* **DATA EXTRACT**:

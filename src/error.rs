//! Unified error types for the thermobath firmware.
//!
//! A single `Error` enum that every subsystem can convert into, keeping the
//! top-level control loop's error handling uniform. All variants are `Copy`
//! so they can be passed through the control path without allocation.
//!
//! A failed sensor read is deliberately *not* fatal: the affected channel
//! is skipped for that evaluation cycle with its phase and output frozen,
//! and control resumes on the next valid reading.

use core::fmt;

// ---------------------------------------------------------------------------
// Top-level firmware error
// ---------------------------------------------------------------------------

/// Every fallible operation in the firmware funnels into this type.
#[derive(Debug, Clone, Copy, PartialEq, Eq)]
pub enum Error {
    /// A sensor could not be read this cycle.
    Sensor(SensorError),
    /// Peripheral initialisation failed.
    Init(&'static str),
    /// Configuration is invalid or could not be loaded.
    Config(&'static str),
}

impl fmt::Display for Error {
    fn fmt(&self, f: &mut fmt::Formatter<'_>) -> fmt::Result {
        match self {
            Self::Sensor(e) => write!(f, "sensor: {e}"),
            Self::Init(msg) => write!(f, "init: {msg}"),
            Self::Config(msg) => write!(f, "config: {msg}"),
        }
    }
}

impl core::error::Error for Error {}

// ---------------------------------------------------------------------------
// Sensor errors
// ---------------------------------------------------------------------------

#[derive(Debug, Clone, Copy, PartialEq, Eq)]
pub enum SensorError {
    /// No device answered at the probe's bus address.
    Disconnected,
    /// Scratchpad CRC check failed (noise on the bus).
    CrcMismatch,
    /// The bus did not release within the conversion window.
    BusTimeout,
}

impl fmt::Display for SensorError {
    fn fmt(&self, f: &mut fmt::Formatter<'_>) -> fmt::Result {
        match self {
            Self::Disconnected => write!(f, "probe disconnected"),
            Self::CrcMismatch => write!(f, "scratchpad CRC mismatch"),
            Self::BusTimeout => write!(f, "bus timeout"),
        }
    }
}

impl core::error::Error for SensorError {}

impl From<SensorError> for Error {
    fn from(e: SensorError) -> Self {
        Self::Sensor(e)
    }
}

// ---------------------------------------------------------------------------
// Convenience Result alias
// ---------------------------------------------------------------------------

/// Firmware-wide `Result` alias.
pub type Result<T> = core::result::Result<T, Error>;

* **WORK TASK**: Lines holding the word "probe" are the answer; copy every one from the records above.

* **ANSWER TO THIS PROBLEM**:
    /// No device answered at the probe's bus address.
            Self::Disconnected => write!(f, "probe disconnected"),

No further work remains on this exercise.